* _Problem statement_
Give every entry again precisely as it appears.

----------------

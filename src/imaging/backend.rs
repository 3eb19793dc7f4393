//! The seam between pipelines and pixels.
//!
//! Mail attachments go through the in-memory half of [`ImageBackend`]:
//! decode, orient, scale, encode. Nothing touches disk until the media
//! pipeline has chosen an identifier. Gallery variants use the file half:
//! identify a master, then derive a [`VariantJob`] from it.
//!
//! [`RustBackend`](super::rust_backend::RustBackend) is the only production
//! implementation; tests script a recording mock instead.

use super::exif::Rotation;
use super::params::{Quality, VariantJob};
use image::DynamicImage;
use std::path::Path;
use thiserror::Error;

#[derive(Error, Debug)]
pub enum BackendError {
    #[error("IO error: {0}")]
    Io(#[from] std::io::Error),
    /// The container is not one we can decode.
    #[error("unsupported image format: {0}")]
    UnsupportedFormat(String),
    /// The container was recognised but its data is corrupt.
    #[error("failed to decode image: {0}")]
    Decode(String),
    #[error("cannot read dimensions of {0}")]
    Unreadable(String),
    #[error("encoding failed: {0}")]
    Encode(String),
}

#[derive(Debug, Clone, Copy, PartialEq, Eq)]
pub struct Dimensions {
    pub width: u32,
    pub height: u32,
}

impl From<Dimensions> for (u32, u32) {
    fn from(d: Dimensions) -> Self {
        (d.width, d.height)
    }
}

pub trait ImageBackend: Sync {
    fn decode(&self, bytes: &[u8]) -> Result<DynamicImage, BackendError>;

    /// Rotate clockwise by `rotation`.
    fn orient(&self, image: DynamicImage, rotation: Rotation) -> DynamicImage;

    /// Scale to exact dimensions.
    fn scale(&self, image: &DynamicImage, width: u32, height: u32) -> DynamicImage;

    /// Baseline JPEG bytes.
    fn encode_jpeg(&self, image: &DynamicImage, quality: Quality) -> Result<Vec<u8>, BackendError>;

    /// Dimensions of an image file, without decoding pixels where possible.
    fn identify(&self, path: &Path) -> Result<Dimensions, BackendError>;

    /// Write `job.output` from `job.source`.
    fn derive(&self, job: &VariantJob) -> Result<(), BackendError>;
}

#[cfg(test)]
pub mod tests {
    use super::*;
    use crate::imaging::params::VariantShape;
    use std::sync::Mutex;

    /// Records every call. Decoded images are blank canvases of scripted
    /// sizes; derived variants are never written.
    #[derive(Default)]
    pub struct MockBackend {
        pub decode_results: Mutex<Vec<Result<Dimensions, MockFailure>>>,
        pub identify_results: Mutex<Vec<Dimensions>>,
        pub operations: Mutex<Vec<RecordedOp>>,
    }

    #[derive(Debug, Clone, Copy, PartialEq, Eq)]
    pub enum MockFailure {
        Unsupported,
        Corrupt,
    }

    #[derive(Debug, Clone, PartialEq)]
    pub enum RecordedOp {
        Decode(usize),
        Orient(Rotation),
        Scale { width: u32, height: u32 },
        EncodeJpeg { width: u32, height: u32, quality: u32 },
        Identify(String),
        Derive {
            source: String,
            output: String,
            shape: VariantShape,
            quality: u32,
        },
    }

    impl MockBackend {
        pub fn new() -> Self {
            Self::default()
        }

        /// Each `decode` pops the next size from the back.
        pub fn decoding(dims: Vec<Dimensions>) -> Self {
            Self {
                decode_results: Mutex::new(dims.into_iter().map(Ok).collect()),
                ..Self::default()
            }
        }

        pub fn failing_decode(failure: MockFailure) -> Self {
            Self {
                decode_results: Mutex::new(vec![Err(failure)]),
                ..Self::default()
            }
        }

        /// Each `identify` pops the next size from the back.
        pub fn with_dimensions(dims: Vec<Dimensions>) -> Self {
            Self {
                identify_results: Mutex::new(dims),
                ..Self::default()
            }
        }

        pub fn get_operations(&self) -> Vec<RecordedOp> {
            self.operations.lock().unwrap().clone()
        }

        fn record(&self, op: RecordedOp) {
            self.operations.lock().unwrap().push(op);
        }
    }

    impl ImageBackend for MockBackend {
        fn decode(&self, bytes: &[u8]) -> Result<DynamicImage, BackendError> {
            self.record(RecordedOp::Decode(bytes.len()));
            match self.decode_results.lock().unwrap().pop() {
                Some(Ok(d)) => Ok(DynamicImage::new_rgb8(d.width, d.height)),
                Some(Err(MockFailure::Unsupported)) => {
                    Err(BackendError::UnsupportedFormat("mock".into()))
                }
                Some(Err(MockFailure::Corrupt)) | None => Err(BackendError::Decode("mock".into())),
            }
        }

        fn orient(&self, image: DynamicImage, rotation: Rotation) -> DynamicImage {
            self.record(RecordedOp::Orient(rotation));
            match rotation {
                Rotation::Rotate90 | Rotation::Rotate270 => {
                    DynamicImage::new_rgb8(image.height(), image.width())
                }
                _ => image,
            }
        }

        fn scale(&self, _image: &DynamicImage, width: u32, height: u32) -> DynamicImage {
            self.record(RecordedOp::Scale { width, height });
            DynamicImage::new_rgb8(width, height)
        }

        fn encode_jpeg(
            &self,
            image: &DynamicImage,
            quality: Quality,
        ) -> Result<Vec<u8>, BackendError> {
            self.record(RecordedOp::EncodeJpeg {
                width: image.width(),
                height: image.height(),
                quality: quality.value(),
            });
            Ok(format!("jpeg {}x{}", image.width(), image.height()).into_bytes())
        }

        fn identify(&self, path: &Path) -> Result<Dimensions, BackendError> {
            let path = path.to_string_lossy().to_string();
            self.record(RecordedOp::Identify(path.clone()));
            self.identify_results
                .lock()
                .unwrap()
                .pop()
                .ok_or(BackendError::Unreadable(path))
        }

        fn derive(&self, job: &VariantJob) -> Result<(), BackendError> {
            self.record(RecordedOp::Derive {
                source: job.source.to_string_lossy().to_string(),
                output: job.output.to_string_lossy().to_string(),
                shape: job.shape,
                quality: job.quality.value(),
            });
            Ok(())
        }
    }

    #[test]
    fn mock_decodes_scripted_size() {
        let backend = MockBackend::decoding(vec![Dimensions {
            width: 800,
            height: 600,
        }]);
        let img = backend.decode(b"abc").unwrap();
        assert_eq!((img.width(), img.height()), (800, 600));
        assert_eq!(backend.get_operations(), vec![RecordedOp::Decode(3)]);
    }

    #[test]
    fn mock_orient_swaps_quarter_turn() {
        let backend = MockBackend::new();
        let img = backend.orient(DynamicImage::new_rgb8(4, 3), Rotation::Rotate90);
        assert_eq!((img.width(), img.height()), (3, 4));
    }

    #[test]
    fn mock_reports_failures() {
        let backend = MockBackend::failing_decode(MockFailure::Corrupt);
        assert!(matches!(backend.decode(b""), Err(BackendError::Decode(_))));
        let backend = MockBackend::new();
        assert!(matches!(
            backend.identify(Path::new("/g/a.jpg")),
            Err(BackendError::Unreadable(_))
        ));
    }

    #[test]
    fn mock_records_derive() {
        let backend = MockBackend::new();
        backend
            .derive(&VariantJob::bounded(
                "/g/a.jpg",
                "/g/a_z.jpg",
                (800, 600),
                Quality::new(85),
            ))
            .unwrap();

        assert_eq!(
            backend.get_operations(),
            vec![RecordedOp::Derive {
                source: "/g/a.jpg".into(),
                output: "/g/a_z.jpg".into(),
                shape: VariantShape::Bounded {
                    width: 800,
                    height: 600
                },
                quality: 85,
            }]
        );
    }
}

----------------

* _Solution for this exercise_
filename src/imaging/backend.rs
repository 3eb19793dc7f4393
//! The seam between pipelines and pixels.
//!
//! Mail attachments go through the in-memory half of [`ImageBackend`]:
//! decode, orient, scale, encode. Nothing touches disk until the media
//! pipeline has chosen an identifier. Gallery variants use the file half:
//! identify a master, then derive a [`VariantJob`] from it.
//!
//! [`RustBackend`](super::rust_backend::RustBackend) is the only production
//! implementation; tests script a recording mock instead.

use super::exif::Rotation;
use super::params::{Quality, VariantJob};
use image::DynamicImage;
use std::path::Path;
use thiserror::Error;

#[derive(Error, Debug)]
pub enum BackendError {
    #[error("IO error: {0}")]
    Io(#[from] std::io::Error),
    /// The container is not one we can decode.
    #[error("unsupported image format: {0}")]
    UnsupportedFormat(String),
    /// The container was recognised but its data is corrupt.
    #[error("failed to decode image: {0}")]
    Decode(String),
    #[error("cannot read dimensions of {0}")]
    Unreadable(String),
    #[error("encoding failed: {0}")]
    Encode(String),
}

#[derive(Debug, Clone, Copy, PartialEq, Eq)]
pub struct Dimensions {
    pub width: u32,
    pub height: u32,
}

impl From<Dimensions> for (u32, u32) {
    fn from(d: Dimensions) -> Self {
        (d.width, d.height)
    }
}

pub trait ImageBackend: Sync {
    fn decode(&self, bytes: &[u8]) -> Result<DynamicImage, BackendError>;

    /// Rotate clockwise by `rotation`.
    fn orient(&self, image: DynamicImage, rotation: Rotation) -> DynamicImage;

    /// Scale to exact dimensions.
    fn scale(&self, image: &DynamicImage, width: u32, height: u32) -> DynamicImage;

    /// Baseline JPEG bytes.
    fn encode_jpeg(&self, image: &DynamicImage, quality: Quality) -> Result<Vec<u8>, BackendError>;

    /// Dimensions of an image file, without decoding pixels where possible.
    fn identify(&self, path: &Path) -> Result<Dimensions, BackendError>;

    /// Write `job.output` from `job.source`.
    fn derive(&self, job: &VariantJob) -> Result<(), BackendError>;
}

#[cfg(test)]
pub mod tests {
    use super::*;
    use crate::imaging::params::VariantShape;
    use std::sync::Mutex;

    /// Records every call. Decoded images are blank canvases of scripted
    /// sizes; derived variants are never written.
    #[derive(Default)]
    pub struct MockBackend {
        pub decode_results: Mutex<Vec<Result<Dimensions, MockFailure>>>,
        pub identify_results: Mutex<Vec<Dimensions>>,
        pub operations: Mutex<Vec<RecordedOp>>,
    }

    #[derive(Debug, Clone, Copy, PartialEq, Eq)]
    pub enum MockFailure {
        Unsupported,
        Corrupt,
    }

    #[derive(Debug, Clone, PartialEq)]
    pub enum RecordedOp {
        Decode(usize),
        Orient(Rotation),
        Scale { width: u32, height: u32 },
        EncodeJpeg { width: u32, height: u32, quality: u32 },
        Identify(String),
        Derive {
            source: String,
            output: String,
            shape: VariantShape,
            quality: u32,
        },
    }

    impl MockBackend {
        pub fn new() -> Self {
            Self::default()
        }

        /// Each `decode` pops the next size from the back.
        pub fn decoding(dims: Vec<Dimensions>) -> Self {
            Self {
                decode_results: Mutex::new(dims.into_iter().map(Ok).collect()),
                ..Self::default()
            }
        }

        pub fn failing_decode(failure: MockFailure) -> Self {
            Self {
                decode_results: Mutex::new(vec![Err(failure)]),
                ..Self::default()
            }
        }

        /// Each `identify` pops the next size from the back.
        pub fn with_dimensions(dims: Vec<Dimensions>) -> Self {
            Self {
                identify_results: Mutex::new(dims),
                ..Self::default()
            }
        }

        pub fn get_operations(&self) -> Vec<RecordedOp> {
            self.operations.lock().unwrap().clone()
        }

        fn record(&self, op: RecordedOp) {
            self.operations.lock().unwrap().push(op);
        }
    }

    impl ImageBackend for MockBackend {
        fn decode(&self, bytes: &[u8]) -> Result<DynamicImage, BackendError> {
            self.record(RecordedOp::Decode(bytes.len()));
            match self.decode_results.lock().unwrap().pop() {
                Some(Ok(d)) => Ok(DynamicImage::new_rgb8(d.width, d.height)),
                Some(Err(MockFailure::Unsupported)) => {
                    Err(BackendError::UnsupportedFormat("mock".into()))
                }
                Some(Err(MockFailure::Corrupt)) | None => Err(BackendError::Decode("mock".into())),
            }
        }

        fn orient(&self, image: DynamicImage, rotation: Rotation) -> DynamicImage {
            self.record(RecordedOp::Orient(rotation));
            match rotation {
                Rotation::Rotate90 | Rotation::Rotate270 => {
                    DynamicImage::new_rgb8(image.height(), image.width())
                }
                _ => image,
            }
        }

        fn scale(&self, _image: &DynamicImage, width: u32, height: u32) -> DynamicImage {
            self.record(RecordedOp::Scale { width, height });
            DynamicImage::new_rgb8(width, height)
        }

        fn encode_jpeg(
            &self,
            image: &DynamicImage,
            quality: Quality,
        ) -> Result<Vec<u8>, BackendError> {
            self.record(RecordedOp::EncodeJpeg {
                width: image.width(),
                height: image.height(),
                quality: quality.value(),
            });
            Ok(format!("jpeg {}x{}", image.width(), image.height()).into_bytes())
        }

        fn identify(&self, path: &Path) -> Result<Dimensions, BackendError> {
            let path = path.to_string_lossy().to_string();
            self.record(RecordedOp::Identify(path.clone()));
            self.identify_results
                .lock()
                .unwrap()
                .pop()
                .ok_or(BackendError::Unreadable(path))
        }

        fn derive(&self, job: &VariantJob) -> Result<(), BackendError> {
            self.record(RecordedOp::Derive {
                source: job.source.to_string_lossy().to_string(),
                output: job.output.to_string_lossy().to_string(),
                shape: job.shape,
                quality: job.quality.value(),
            });
            Ok(())
        }
    }

    #[test]
    fn mock_decodes_scripted_size() {
        let backend = MockBackend::decoding(vec![Dimensions {
            width: 800,
            height: 600,
        }]);
        let img = backend.decode(b"abc").unwrap();
        assert_eq!((img.width(), img.height()), (800, 600));
        assert_eq!(backend.get_operations(), vec![RecordedOp::Decode(3)]);
    }

    #[test]
    fn mock_orient_swaps_quarter_turn() {
        let backend = MockBackend::new();
        let img = backend.orient(DynamicImage::new_rgb8(4, 3), Rotation::Rotate90);
        assert_eq!((img.width(), img.height()), (3, 4));
    }

    #[test]
    fn mock_reports_failures() {
        let backend = MockBackend::failing_decode(MockFailure::Corrupt);
        assert!(matches!(backend.decode(b""), Err(BackendError::Decode(_))));
        let backend = MockBackend::new();
        assert!(matches!(
            backend.identify(Path::new("/g/a.jpg")),
            Err(BackendError::Unreadable(_))
        ));
    }

    #[test]
    fn mock_records_derive() {
        let backend = MockBackend::new();
        backend
            .derive(&VariantJob::bounded(
                "/g/a.jpg",
                "/g/a_z.jpg",
                (800, 600),
                Quality::new(85),
            ))
            .unwrap();

        assert_eq!(
            backend.get_operations(),
            vec![RecordedOp::Derive {
                source: "/g/a.jpg".into(),
                output: "/g/a_z.jpg".into(),
                shape: VariantShape::Bounded {
                    width: 800,
                    height: 600
                },
                quality: 85,
            }]
        );
    }
}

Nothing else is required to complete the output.